Obviously this formulation contains butters and a host of other emollients...What exactly is oil free and how come they can claim this and why would they want to when the formula clearly contains things like butters...?
Cosmetic Product Development
Sussex Research Laboratories Inc.
www.sussex-research.com

Comments

  • Assuming that the list of ingredients is in descending order (which it should be) , all these butters are seriously below 1% line. I don't know why they even added them if the product is claimed to be "oil-free"
  • JonahRayJonahRay Member
    I find it bizarre and super shady...like yeah.. the word 'oil' doesn't show up in the formula..
    Cosmetic Product Development
    Sussex Research Laboratories Inc.
    www.sussex-research.com
  • PerryPerry Administrator, Professional Chemist
    If you define the phrase "oil free" to mean "doesn't contain an ingredient with the word 'oil' in it" then their product is "oil free."  I think this would stand up to legal scrutiny, although I'm not a lawyer so don't take that as legal advice. 

    Welcome to the wonderful world of marketing claims.
  • Chemist77Chemist77 Member, PCF student
    As per my old knowledge (not sure how accurately it holds now), oil free claims are for paraffin oil free formulations.
  • PharmaPharma Member, Pharmacist
    It could also mean that it doesn't leave a greasy skin or an oily feeling??
    Is there even a proper definition of "oil"? You pointed out butters: these are chemically speaking triglycerides like the "oils" by your definition. But cosmetics and INCI aren't chemical nomenclature. A different definition of oil is their appearance/haptics/physico-chemical properties = being water insoluble sticky/greasy liquids such as paraffin oil, silicone oils, essential oils, and 3 out of the 4 sunscreens in the above LOI.
  • SibechSibech Member, Professional Chemist
    I’ve seen an “oil-free” moisturizer with squalane as one of the first ingredients. But oil can (as it does not have a regulatory definition in regard to cosmetics) defined in many ways, and is basically a meaningless claim.

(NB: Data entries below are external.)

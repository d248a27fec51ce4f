//! Multi-band raster stack

use crate::error::{Error, Result};
use crate::raster::{Bounds, GeoTransform, RasterElement};
use ndarray::Array2;

/// All bands of one georeferenced raster file, decoded into memory.
///
/// Bands share dimensions and a single [`GeoTransform`]; band indices are
/// zero-based (the GeoTIFF convention of 1-based band numbers is confined to
/// the I/O layer).
#[derive(Debug, Clone)]
pub struct RasterStack<T: RasterElement> {
    bands: Vec<Array2<T>>,
    transform: GeoTransform,
    nodata: Option<T>,
}

impl<T: RasterElement> RasterStack<T> {
    /// Create a stack from decoded bands, validating that every band has the
    /// same shape
    pub fn new(bands: Vec<Array2<T>>, transform: GeoTransform) -> Result<Self> {
        let Some(first) = bands.first() else {
            return Err(Error::InvalidDimensions {
                width: 0,
                height: 0,
            });
        };
        let (want_rows, want_cols) = first.dim();
        if want_rows == 0 || want_cols == 0 {
            return Err(Error::InvalidDimensions {
                width: want_cols,
                height: want_rows,
            });
        }

        for (i, band) in bands.iter().enumerate().skip(1) {
            let (rows, cols) = band.dim();
            if (rows, cols) != (want_rows, want_cols) {
                return Err(Error::BandMismatch {
                    band: i,
                    rows,
                    cols,
                    want_rows,
                    want_cols,
                });
            }
        }

        Ok(Self {
            bands,
            transform,
            nodata: None,
        })
    }

    /// Number of bands
    pub fn band_count(&self) -> usize {
        self.bands.len()
    }

    /// Number of rows
    pub fn rows(&self) -> usize {
        self.bands[0].nrows()
    }

    /// Number of columns
    pub fn cols(&self) -> usize {
        self.bands[0].ncols()
    }

    /// Dimensions as (rows, cols)
    pub fn shape(&self) -> (usize, usize) {
        self.bands[0].dim()
    }

    /// Band data by zero-based index
    pub fn band(&self, index: usize) -> Result<&Array2<T>> {
        self.bands.get(index).ok_or(Error::BandOutOfRange {
            band: index,
            count: self.bands.len(),
        })
    }

    /// Iterate over all bands in order
    pub fn bands(&self) -> impl Iterator<Item = &Array2<T>> {
        self.bands.iter()
    }

    /// Get the geotransform
    pub fn transform(&self) -> &GeoTransform {
        &self.transform
    }

    /// Get the no-data value
    pub fn nodata(&self) -> Option<T> {
        self.nodata
    }

    /// Set the no-data value
    pub fn set_nodata(&mut self, nodata: Option<T>) {
        self.nodata = nodata;
    }

    /// Geographic bounds of the stack
    pub fn bounds(&self) -> Bounds {
        self.transform.bounds(self.cols(), self.rows())
    }
}

#[cfg(test)]
mod tests {
    use super::*;
    use ndarray::array;

    #[test]
    fn stack_basic_access() {
        let b0 = array![[1.0, 2.0], [3.0, 4.0]];
        let b1 = array![[5.0, 6.0], [7.0, 8.0]];
        let stack = RasterStack::new(vec![b0, b1], GeoTransform::default()).unwrap();

        assert_eq!(stack.band_count(), 2);
        assert_eq!(stack.shape(), (2, 2));
        assert_eq!(stack.band(1).unwrap()[(1, 0)], 7.0);
    }

    #[test]
    fn band_out_of_range() {
        let stack =
            RasterStack::new(vec![array![[0.0f64]]], GeoTransform::default()).unwrap();
        assert!(matches!(
            stack.band(3),
            Err(Error::BandOutOfRange { band: 3, count: 1 })
        ));
    }

    #[test]
    fn rejects_empty_stack() {
        let bands: Vec<Array2<f64>> = Vec::new();
        assert!(RasterStack::new(bands, GeoTransform::default()).is_err());
    }

    #[test]
    fn rejects_mismatched_shapes() {
        let b0 = Array2::<f64>::zeros((2, 2));
        let b1 = Array2::<f64>::zeros((3, 2));
        let err = RasterStack::new(vec![b0, b1], GeoTransform::default()).unwrap_err();
        assert!(matches!(err, Error::BandMismatch { band: 1, .. }));
    }

    #[test]
    fn bounds_follow_transform() {
        let band = Array2::<f64>::zeros((10, 20));
        let stack =
            RasterStack::new(vec![band], GeoTransform::new(5.0, 50.0, 0.1, -0.1)).unwrap();
        let b = stack.bounds();
        assert!((b.left - 5.0).abs() < 1e-10);
        assert!((b.right - 7.0).abs() < 1e-10);
        assert!((b.top - 50.0).abs() < 1e-10);
        assert!((b.bottom - 49.0).abs() < 1e-10);
    }
}
//! Database service for finance-service.
//!
//! Every query is scoped by `user_id`; a row owned by another user behaves
//! exactly like a missing row.

use crate::models::{
    Account, BudgetSpend, BudgetWithCategory, Category, CategorySpend, CategoryWithCount,
    ParsedTransaction, TransactionWithCategory, DEFAULT_ACCOUNT_NAME, DEFAULT_ACCOUNT_TYPE,
};
use crate::services::dedup::{drop_existing, prepare_new_transactions};
use crate::services::metrics::{self, DB_QUERY_DURATION};
use chrono::{DateTime, Utc};
use rust_decimal::Decimal;
use service_core::error::AppError;
use sqlx::postgres::{PgPool, PgPoolOptions};
use sqlx::{Postgres, QueryBuilder};
use std::collections::HashSet;
use std::time::Duration;
use tracing::{info, instrument};
use uuid::Uuid;

/// Rows per INSERT statement; 7 binds per row keeps each statement well
/// under PostgreSQL's 65535 bind-parameter limit.
const INSERT_CHUNK_ROWS: usize = 1000;

const BUDGET_COLUMNS: &str = r#"
    b.budget_id, b.category_id, c.name AS category_name, b.amount, b.start_date, b.end_date,
    b.created_utc, b.updated_utc
"#;

/// Database connection pool wrapper.
#[derive(Clone)]
pub struct Database {
    pool: PgPool,
}
//! OpenAI-compatible chat-completions client (OpenRouter by default).

use super::{CompletionProvider, CompletionRequest, CompletionResponse, ProviderError};
use crate::config::AiConfig;
use async_trait::async_trait;
use reqwest::Client;
use secrecy::{ExposeSecret, Secret};
use serde::{Deserialize, Serialize};
use service_core::observability::TracedClientExt;
use std::time::Duration;

pub struct OpenRouterProvider {
    client: Client,
    api_url: String,
    api_key: Secret<String>,
    model: String,
}

impl OpenRouterProvider {
    pub fn new(config: &AiConfig) -> Result<Self, ProviderError> {
        if config.api_key.expose_secret().trim().is_empty() {
            return Err(ProviderError::NotConfigured("AI_API_KEY is empty".to_string()));
        }

        let client = Client::builder()
            .timeout(Duration::from_secs(config.timeout_secs))
            .build()
            .map_err(|e| ProviderError::NotConfigured(format!("HTTP client: {}", e)))?;

        Ok(Self {
            client,
            api_url: config.api_url.clone(),
            api_key: config.api_key.clone(),
            model: config.model.clone(),
        })
    }
}

#[async_trait]
impl CompletionProvider for OpenRouterProvider {
    async fn complete(
        &self,
        request: &CompletionRequest,
    ) -> Result<CompletionResponse, ProviderError> {
        let body = ChatCompletionRequest {
            model: &self.model,
            messages: vec![ChatMessage {
                role: "user",
                content: &request.prompt,
            }],
            response_format: request
                .json_response
                .then_some(ResponseFormat { kind: "json_object" }),
        };

        tracing::debug!(
            model = %self.model,
            prompt_len = request.prompt.len(),
            "Sending chat completion request"
        );

        let response = self
            .client
            .traced_post(&self.api_url)
            .bearer_auth(self.api_key.expose_secret())
            .json(&body)
            .send()
            .await
            .map_err(|e| ProviderError::NetworkError(e.to_string()))?;

        if !response.status().is_success() {
            let status = response.status();
            let error_text = response.text().await.unwrap_or_default();

            if status.as_u16() == 429 {
                return Err(ProviderError::RateLimited);
            }

            return Err(ProviderError::ApiError(format!(
                "AI API request failed: {} {}",
                status, error_text
            )));
        }

        let completion: ChatCompletionResponse = response
            .json()
            .await
            .map_err(|e| ProviderError::MalformedResponse(e.to_string()))?;

        let usage = completion.usage.unwrap_or_default();
        let text = completion
            .choices
            .into_iter()
            .next()
            .and_then(|choice| choice.message)
            .and_then(|message| message.content);

        Ok(CompletionResponse {
            text,
            input_tokens: usage.prompt_tokens.unwrap_or(0),
            output_tokens: usage.completion_tokens.unwrap_or(0),
        })
    }

    fn model(&self) -> &str {
        &self.model
    }
}

// ============================================================================
// Wire types
// ============================================================================

#[derive(Debug, Serialize)]
struct ChatCompletionRequest<'a> {
    model: &'a str,
    messages: Vec<ChatMessage<'a>>,
    #[serde(skip_serializing_if = "Option::is_none")]
    response_format: Option<ResponseFormat>,
}

#[derive(Debug, Serialize)]
struct ChatMessage<'a> {
    role: &'a str,
    content: &'a str,
}

#[derive(Debug, Serialize)]
struct ResponseFormat {
    #[serde(rename = "type")]
    kind: &'static str,
}

#[derive(Debug, Deserialize)]
struct ChatCompletionResponse {
    #[serde(default)]
    choices: Vec<Choice>,
    usage: Option<Usage>,
}

#[derive(Debug, Deserialize)]
struct Choice {
    message: Option<ResponseMessage>,
}

#[derive(Debug, Deserialize)]
struct ResponseMessage {
    content: Option<String>,
}

#[derive(Debug, Default, Deserialize)]
struct Usage {
    prompt_tokens: Option<u32>,
    completion_tokens: Option<u32>,
}
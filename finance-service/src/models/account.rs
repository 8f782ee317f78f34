use chrono::{DateTime, Utc};
use serde::Serialize;
use sqlx::FromRow;
use uuid::Uuid;

/// Name of the account statements are filed under until multi-account
/// support exists.
pub const DEFAULT_ACCOUNT_NAME: &str = "Default Account";

pub const DEFAULT_ACCOUNT_TYPE: &str = "checking";

#[derive(Debug, Clone, FromRow, Serialize)]
pub struct Account {
    pub account_id: Uuid,
    pub user_id: String,
    pub name: String,
    pub account_type: String,
    pub created_utc: DateTime<Utc>,
    pub updated_utc: DateTime<Utc>,
}
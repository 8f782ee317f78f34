use crate::services::metrics::record_http_request;
use axum::{
    extract::{MatchedPath, Request},
    middleware::Next,
    response::Response,
};
use std::time::Instant;

/// Count and time every request. The path label is the matched route
/// template (`/budgets/:id`), never the raw URI.
pub async fn http_metrics_middleware(req: Request, next: Next) -> Response {
    let start = Instant::now();
    let method = req.method().to_string();
    let path = req
        .extensions()
        .get::<MatchedPath>()
        .map(|p| p.as_str().to_string())
        .unwrap_or_else(|| "unmatched".to_string());

    let response = next.run(req).await;

    record_http_request(
        &method,
        &path,
        response.status().as_u16(),
        start.elapsed().as_secs_f64(),
    );

    response
}
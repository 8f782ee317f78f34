use chrono::{DateTime, Utc};
use rust_decimal::Decimal;
use serde::Serialize;
use sqlx::FromRow;
use uuid::Uuid;

#[derive(Debug, Clone, FromRow, Serialize)]
pub struct Category {
    pub category_id: Uuid,
    pub user_id: String,
    pub name: String,
    pub is_user_created: bool,
    pub created_utc: DateTime<Utc>,
    pub updated_utc: DateTime<Utc>,
}

/// Category row joined with how many transactions are filed under it.
#[derive(Debug, Clone, FromRow, Serialize)]
pub struct CategoryWithCount {
    pub category_id: Uuid,
    pub name: String,
    pub is_user_created: bool,
    pub transaction_count: i64,
    pub created_utc: DateTime<Utc>,
}

/// Total expense filed under one category; `value` is positive.
#[derive(Debug, Clone, FromRow)]
pub struct CategorySpend {
    pub name: String,
    pub value: Decimal,
}
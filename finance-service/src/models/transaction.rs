use chrono::{DateTime, NaiveDate, Utc};
use rust_decimal::Decimal;
use serde::Serialize;
use sqlx::FromRow;
use uuid::Uuid;

/// A transaction as read off a statement by the extraction step, before it
/// is fingerprinted and persisted. Negative amounts are expenses.
#[derive(Debug, Clone, PartialEq, Eq, Serialize)]
pub struct ParsedTransaction {
    pub date: NaiveDate,
    pub description: String,
    pub amount: Decimal,
}

/// A fingerprinted candidate ready for insertion.
#[derive(Debug, Clone)]
pub struct NewTransaction {
    pub transaction_id: Uuid,
    pub user_id: String,
    pub account_id: Uuid,
    pub transaction_date: NaiveDate,
    pub description: String,
    pub amount: Decimal,
    pub signature: String,
}

#[derive(Debug, Clone, FromRow)]
pub struct TransactionWithCategory {
    pub transaction_id: Uuid,
    pub account_id: Uuid,
    pub category_id: Option<Uuid>,
    pub category_name: Option<String>,
    pub transaction_date: NaiveDate,
    pub description: String,
    pub amount: Decimal,
    pub created_utc: DateTime<Utc>,
}
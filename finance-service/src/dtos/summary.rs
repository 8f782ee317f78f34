use crate::models::CategorySpend;
use rust_decimal::Decimal;
use serde::Serialize;

/// One slice of the spending chart.
#[derive(Debug, Serialize)]
pub struct CategorySpendResponse {
    pub name: String,
    #[serde(with = "rust_decimal::serde::float")]
    pub value: Decimal,
}

impl From<CategorySpend> for CategorySpendResponse {
    fn from(spend: CategorySpend) -> Self {
        Self {
            name: spend.name,
            value: spend.value,
        }
    }
}
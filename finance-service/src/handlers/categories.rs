use crate::dtos::{CategoryResponse, CreateCategoryRequest, RenameCategoryRequest};
use crate::middleware::UserId;
use crate::startup::AppState;
use axum::{
    extract::{Path, State},
    http::StatusCode,
    response::IntoResponse,
    Json,
};
use service_core::error::AppError;
use uuid::Uuid;
use validator::Validate;

pub async fn list_categories(
    State(state): State<AppState>,
    user_id: UserId,
) -> Result<impl IntoResponse, AppError> {
    let categories = state.db.list_categories(&user_id.0).await?;

    Ok(Json(
        categories
            .into_iter()
            .map(CategoryResponse::from)
            .collect::<Vec<_>>(),
    ))
}

pub async fn create_category(
    State(state): State<AppState>,
    user_id: UserId,
    Json(req): Json<CreateCategoryRequest>,
) -> Result<impl IntoResponse, AppError> {
    req.validate()?;

    let category = state
        .db
        .create_category(&user_id.0, req.name.trim())
        .await?;

    Ok((
        StatusCode::CREATED,
        Json(CategoryResponse::with_count(category, 0)),
    ))
}

pub async fn rename_category(
    State(state): State<AppState>,
    user_id: UserId,
    Path(category_id): Path<Uuid>,
    Json(req): Json<RenameCategoryRequest>,
) -> Result<impl IntoResponse, AppError> {
    req.validate()?;

    let category = state
        .db
        .rename_category(&user_id.0, category_id, req.name.trim())
        .await?
        .ok_or_else(|| AppError::NotFound(anyhow::anyhow!("Category {} not found", category_id)))?;

    Ok(Json(CategoryResponse::from(category)))
}

/// Transactions filed under the category become uncategorized.
pub async fn delete_category(
    State(state): State<AppState>,
    user_id: UserId,
    Path(category_id): Path<Uuid>,
) -> Result<impl IntoResponse, AppError> {
    if !state.db.delete_category(&user_id.0, category_id).await? {
        return Err(AppError::NotFound(anyhow::anyhow!(
            "Category {} not found",
            category_id
        )));
    }

    tracing::info!(category_id = %category_id, "Category deleted");
    Ok(StatusCode::NO_CONTENT)
}
pub mod security_headers;
pub mod tracing;

pub use security_headers::security_headers_middleware;
pub use tracing::{REQUEST_ID_HEADER, request_id_middleware};
use axum::async_trait;
use axum::extract::FromRequestParts;
use axum::http::request::Parts;
use service_core::error::AppError;

pub const USER_ID_HEADER: &str = "X-User-ID";

/// Caller identity set by the trusted front tier in the `X-User-ID` header.
///
/// Every user-scoped handler takes this extractor, so a request without an
/// identity is rejected with 401 before any work is done.
#[derive(Debug, Clone)]
pub struct UserId(pub String);

#[async_trait]
impl<S> FromRequestParts<S> for UserId
where
    S: Send + Sync,
{
    type Rejection = AppError;

    async fn from_request_parts(parts: &mut Parts, _state: &S) -> Result<Self, Self::Rejection> {
        let user_id = parts
            .headers
            .get(USER_ID_HEADER)
            .and_then(|v| v.to_str().ok())
            .map(str::trim)
            .filter(|v| !v.is_empty())
            .ok_or_else(|| AppError::Unauthorized(anyhow::anyhow!("Missing X-User-ID header")))?;

        tracing::Span::current().record("user_id", user_id);

        Ok(UserId(user_id.to_string()))
    }
}
pub mod budgets;
pub mod categories;
pub mod health;
pub mod summary;
pub mod transactions;
pub mod upload;

pub use budgets::{create_budget, delete_budget, get_budget_summary, list_budgets, update_budget};
pub use categories::{create_category, delete_category, list_categories, rename_category};
pub use health::{health_check, metrics_handler, readiness_check};
pub use summary::spending_by_category;
pub use transactions::{list_transactions, update_transaction};
pub use upload::upload_statement;
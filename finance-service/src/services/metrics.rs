//! Prometheus metrics for finance-service.

use once_cell::sync::Lazy;
use prometheus::{
    register_counter_vec, register_histogram_vec, CounterVec, Encoder, HistogramVec, TextEncoder,
};

/// Counter for HTTP requests by method, matched route and status.
pub static HTTP_REQUESTS: Lazy<CounterVec> = Lazy::new(|| {
    register_counter_vec!(
        "finance_http_requests_total",
        "Total number of HTTP requests",
        &["method", "path", "status"]
    )
    .expect("Failed to register HTTP_REQUESTS")
});

/// Histogram for HTTP request duration by method and matched route.
pub static HTTP_REQUEST_DURATION: Lazy<HistogramVec> = Lazy::new(|| {
    register_histogram_vec!(
        "finance_http_request_duration_seconds",
        "HTTP request duration in seconds",
        &["method", "path"],
        vec![0.005, 0.01, 0.025, 0.05, 0.1, 0.25, 0.5, 1.0, 2.5, 5.0, 10.0, 30.0, 60.0]
    )
    .expect("Failed to register HTTP_REQUEST_DURATION")
});

/// Histogram for database query duration.
pub static DB_QUERY_DURATION: Lazy<HistogramVec> = Lazy::new(|| {
    register_histogram_vec!(
        "finance_db_query_duration_seconds",
        "Database query duration in seconds",
        &["operation"],
        vec![0.001, 0.005, 0.01, 0.025, 0.05, 0.1, 0.25, 0.5, 1.0, 2.5]
    )
    .expect("Failed to register DB_QUERY_DURATION")
});

/// Counter for statement uploads by outcome.
pub static STATEMENT_UPLOADS: Lazy<CounterVec> = Lazy::new(|| {
    register_counter_vec!(
        "finance_statement_uploads_total",
        "Total number of statement uploads",
        &["format", "status"]
    )
    .expect("Failed to register STATEMENT_UPLOADS")
});

/// Counter for extracted transactions, inserted or skipped as duplicates.
pub static TRANSACTIONS_PROCESSED: Lazy<CounterVec> = Lazy::new(|| {
    register_counter_vec!(
        "finance_transactions_processed_total",
        "Total number of extracted transactions by outcome",
        &["outcome"]
    )
    .expect("Failed to register TRANSACTIONS_PROCESSED")
});

/// Histogram for language-model extraction latency.
pub static AI_EXTRACTION_DURATION: Lazy<HistogramVec> = Lazy::new(|| {
    register_histogram_vec!(
        "finance_ai_extraction_duration_seconds",
        "AI transaction extraction latency in seconds",
        &["model", "status"],
        vec![0.1, 0.5, 1.0, 2.0, 5.0, 10.0, 30.0, 60.0, 120.0]
    )
    .expect("Failed to register AI_EXTRACTION_DURATION")
});

/// Counter for errors.
pub static ERRORS: Lazy<CounterVec> = Lazy::new(|| {
    register_counter_vec!(
        "finance_errors_total",
        "Total number of errors",
        &["error_type"]
    )
    .expect("Failed to register ERRORS")
});

/// Initialize all metrics (forces lazy initialization).
pub fn init_metrics() {
    Lazy::force(&HTTP_REQUESTS);
    Lazy::force(&HTTP_REQUEST_DURATION);
    Lazy::force(&DB_QUERY_DURATION);
    Lazy::force(&STATEMENT_UPLOADS);
    Lazy::force(&TRANSACTIONS_PROCESSED);
    Lazy::force(&AI_EXTRACTION_DURATION);
    Lazy::force(&ERRORS);
}

/// Get all metrics as Prometheus text format.
pub fn get_metrics() -> String {
    let encoder = TextEncoder::new();
    let metric_families = prometheus::gather();
    let mut buffer = Vec::new();
    if let Err(e) = encoder.encode(&metric_families, &mut buffer) {
        tracing::error!(error = %e, "Failed to encode metrics");
        return String::new();
    }
    String::from_utf8_lossy(&buffer).into_owned()
}

/// Record a completed HTTP request.
pub fn record_http_request(method: &str, path: &str, status: u16, duration_secs: f64) {
    HTTP_REQUESTS
        .with_label_values(&[method, path, &status.to_string()])
        .inc();
    HTTP_REQUEST_DURATION
        .with_label_values(&[method, path])
        .observe(duration_secs);
}

/// Record a statement upload.
pub fn record_statement_upload(format: &str, status: &str) {
    STATEMENT_UPLOADS.with_label_values(&[format, status]).inc();
}

/// Record the result of a save: rows inserted and candidates skipped as duplicates.
pub fn record_transactions_saved(inserted: u64, skipped: u64) {
    TRANSACTIONS_PROCESSED
        .with_label_values(&["inserted"])
        .inc_by(inserted as f64);
    TRANSACTIONS_PROCESSED
        .with_label_values(&["duplicate"])
        .inc_by(skipped as f64);
}

/// Record one language-model extraction call.
pub fn record_ai_extraction(model: &str, status: &str, duration_secs: f64) {
    AI_EXTRACTION_DURATION
        .with_label_values(&[model, status])
        .observe(duration_secs);
}

/// Record an error.
pub fn record_error(error_type: &str) {
    ERRORS.with_label_values(&[error_type]).inc();
}
pub mod logging;
pub mod trace_context;

pub use logging::init_tracing;
pub use trace_context::{
    TRACEPARENT_HEADER, TRACESTATE_HEADER, TracedClientExt, TracedRequest, inject_trace_context,
};
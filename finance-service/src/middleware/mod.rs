pub mod metrics;
pub mod user_id;

pub use metrics::http_metrics_middleware;
pub use user_id::UserId;
use crate::dtos::{
    TransactionListParams, TransactionListResponse, TransactionResponse, UpdateTransactionRequest,
};
use crate::middleware::UserId;
use crate::startup::AppState;
use axum::{
    extract::{Path, Query, State},
    response::IntoResponse,
    Json,
};
use service_core::error::AppError;
use uuid::Uuid;

pub async fn list_transactions(
    State(state): State<AppState>,
    user_id: UserId,
    Query(params): Query<TransactionListParams>,
) -> Result<impl IntoResponse, AppError> {
    let (page, page_size) = params.resolve();

    let (transactions, total) = state
        .db
        .list_transactions(&user_id.0, page, page_size)
        .await?;

    let total_pages = (total.max(0) as u64).div_ceil(u64::from(page_size));

    Ok(Json(TransactionListResponse {
        transactions: transactions.into_iter().map(TransactionResponse::from).collect(),
        total,
        page,
        page_size,
        total_pages,
    }))
}

/// Re-file a transaction under one of the caller's categories.
pub async fn update_transaction(
    State(state): State<AppState>,
    user_id: UserId,
    Path(transaction_id): Path<Uuid>,
    Json(req): Json<UpdateTransactionRequest>,
) -> Result<impl IntoResponse, AppError> {
    let transaction = state
        .db
        .update_transaction_category(&user_id.0, transaction_id, req.category_id)
        .await?
        .ok_or_else(|| {
            AppError::NotFound(anyhow::anyhow!("Transaction {} not found", transaction_id))
        })?;

    Ok(Json(TransactionResponse::from(transaction)))
}
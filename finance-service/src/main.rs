//! Finance Service entry point.

use finance_service::config::FinanceConfig;
use finance_service::startup::Application;

use service_core::observability::init_tracing;
use tokio::signal;

async fn shutdown_signal() {
    let ctrl_c = async {
        if let Err(e) = signal::ctrl_c().await {
            tracing::error!(error = %e, "Failed to install Ctrl+C handler");
            std::future::pending::<()>().await;
        }
    };

    #[cfg(unix)]
    let terminate = async {
        match signal::unix::signal(signal::unix::SignalKind::terminate()) {
            Ok(mut sigterm) => {
                sigterm.recv().await;
            }
            Err(e) => {
                tracing::error!(error = %e, "Failed to install SIGTERM handler");
                std::future::pending::<()>().await;
            }
        }
    };

    #[cfg(not(unix))]
    let terminate = std::future::pending::<()>();

    tokio::select! {
        _ = ctrl_c => {},
        _ = terminate => {},
    }

    tracing::info!("Shutdown signal received, starting graceful shutdown");
}

#[tokio::main]
async fn main() -> std::io::Result<()> {
    let config = FinanceConfig::from_env().map_err(|e| {
        eprintln!("Failed to load configuration: {}", e);
        std::io::Error::other(format!("Configuration error: {}", e))
    })?;

    init_tracing(
        &config.service_name,
        &config.log_level,
        config.otlp_endpoint.as_deref(),
    );

    tracing::info!(
        version = env!("CARGO_PKG_VERSION"),
        otlp_enabled = config.otlp_endpoint.is_some(),
        "Starting finance-service"
    );

    // Secrets stay out of the log.
    tracing::info!(
        service_name = %config.service_name,
        http_port = %config.common.port,
        db_max_connections = %config.database.max_connections,
        db_min_connections = %config.database.min_connections,
        ai_model = %config.ai.model,
        ai_timeout_secs = %config.ai.timeout_secs,
        upload_max_bytes = %config.upload.max_bytes,
        "Configuration loaded"
    );

    let app = Application::build(config).await.map_err(|e| {
        tracing::error!(error = %e, "Failed to build application");
        std::io::Error::other(format!("Application build error: {}", e))
    })?;

    tokio::select! {
        result = app.run_until_stopped() => {
            if let Err(e) = result {
                tracing::error!(error = %e, "Application error");
                return Err(e);
            }
        }
        _ = shutdown_signal() => {
            tracing::info!("Graceful shutdown initiated");
        }
    }

    tracing::info!("Service shutdown complete");
    Ok(())
}
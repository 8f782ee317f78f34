use crate::services::get_metrics;
use crate::startup::AppState;
use axum::{extract::State, http::StatusCode, response::IntoResponse, Json};
use serde_json::json;

/// Liveness probe; reports whether PostgreSQL answers.
pub async fn health_check(State(state): State<AppState>) -> impl IntoResponse {
    match state.db.health_check().await {
        Ok(_) => {
            tracing::debug!("Health check passed");
            (
                StatusCode::OK,
                Json(json!({
                    "status": "ok",
                    "service": state.config.service_name,
                    "version": env!("CARGO_PKG_VERSION"),
                    "database": "up"
                })),
            )
        }
        Err(e) => {
            tracing::warn!(error = %e, "Health check failed - database unavailable");
            (
                StatusCode::SERVICE_UNAVAILABLE,
                Json(json!({
                    "status": "unhealthy",
                    "service": state.config.service_name,
                    "database": "down"
                })),
            )
        }
    }
}

pub async fn readiness_check(State(state): State<AppState>) -> impl IntoResponse {
    match state.db.health_check().await {
        Ok(_) => StatusCode::OK,
        Err(e) => {
            tracing::warn!(error = %e, "Readiness check failed");
            StatusCode::SERVICE_UNAVAILABLE
        }
    }
}

/// Prometheus scrape endpoint.
pub async fn metrics_handler() -> impl IntoResponse {
    (
        StatusCode::OK,
        [("content-type", "text/plain; version=0.0.4; charset=utf-8")],
        get_metrics(),
    )
}
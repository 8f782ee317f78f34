use crate::error::AppError;
use config::{Config as Cfg, File};
use serde::Deserialize;
use std::env;
use std::str::FromStr;

/// Settings shared by every service: the HTTP port.
///
/// Read from an optional `configuration.*` file, then `APP__*` variables
/// (`APP__PORT=9000`).
#[derive(Debug, Deserialize, Clone)]
pub struct Config {
    #[serde(default = "default_port")]
    pub port: u16,
}

fn default_port() -> u16 {
    8080
}

impl Config {
    pub fn load() -> Result<Self, AppError> {
        dotenvy::dotenv().ok();

        let config = Cfg::builder()
            .add_source(File::with_name("configuration").required(false))
            .add_source(config::Environment::with_prefix("APP").separator("__"))
            .build()?;

        Ok(config.try_deserialize()?)
    }
}

/// True when `ENVIRONMENT=prod`. Production refuses to fall back to defaults.
pub fn is_production() -> bool {
    env::var("ENVIRONMENT").unwrap_or_else(|_| "dev".to_string()) == "prod"
}

/// Read a string variable, falling back to `default` outside production.
pub fn get_env(key: &str, default: Option<&str>, is_prod: bool) -> Result<String, AppError> {
    match env::var(key) {
        Ok(val) => Ok(val),
        Err(_) => {
            if is_prod {
                Err(AppError::ConfigError(anyhow::anyhow!(
                    "{} is required in production but not set",
                    key
                )))
            } else if let Some(def) = default {
                Ok(def.to_string())
            } else {
                Err(AppError::ConfigError(anyhow::anyhow!(
                    "{} is required but not set",
                    key
                )))
            }
        }
    }
}

/// Read and parse a numeric (or other `FromStr`) variable with a default.
/// A present but unparsable value is an error, not a silent fallback.
pub fn parse_env<T>(key: &str, default: T) -> Result<T, AppError>
where
    T: FromStr,
    T::Err: std::fmt::Display,
{
    match env::var(key) {
        Ok(raw) => raw.trim().parse::<T>().map_err(|e| {
            AppError::ConfigError(anyhow::anyhow!("{} has an invalid value '{}': {}", key, raw, e))
        }),
        Err(_) => Ok(default),
    }
}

    Are oils all lipids? Vegetable oil? Paraffinum Liquidum? Free fatty acids? Alkanes? All organic and water immiscible compounds liquid at room temperature? (for anyone may find this later on at a whim, organic is meant in the chemical sense...)
    Dabbling Formulator — Qualified Cosmetic Safety Assessor — experienced in claim substantiation & EU regulatory affairs.
  • MarkBroussardMarkBroussard Member, Professional Chemist
    This is purely a marketing term that is becoming popular in the sunscreen category.  The marketers do not consider Triglycerides to be oils ... hence "Oil-Free"

    Presumably, this is to appeal to people who do not like putting an "oil" on their skin ... I can only assume because of the oily feeling and possibly harkening back to earlier decades when people slathered themselves with oil and laid out in the sun for hours on end, baking like potatoes.  I presume the reference could also be that "oil-free" sunscreens are healthier for the skin when exposed to the sun for long periods of time and are less damaging to the skin.
    Chemist/Microbiologist formulating in the Organic & Naturals arena under ECOCert/Natural Products Assn/Whole Foods/National Organic Program guidelines focused skincare & haircare products. 

    Provides Formulation Development and Lab-Scale Contract Manufacturing Services.  See website for details www.desertinbloomcosmeticslab.com

  • PerryPerry Administrator, Professional Chemist
    I used to work on the VO5 Hot Oil hair treatment product. It turns out there was no "oil" in it. 

    The marketing people did a concept test that scored very well for an "oil free hot oil."  We never launched it though because it didn't make sense.
  • PharmaPharma Member, Pharmacist
    @Perry An oil free oil ROFL! Sometimes I love marketing, but just sometimes.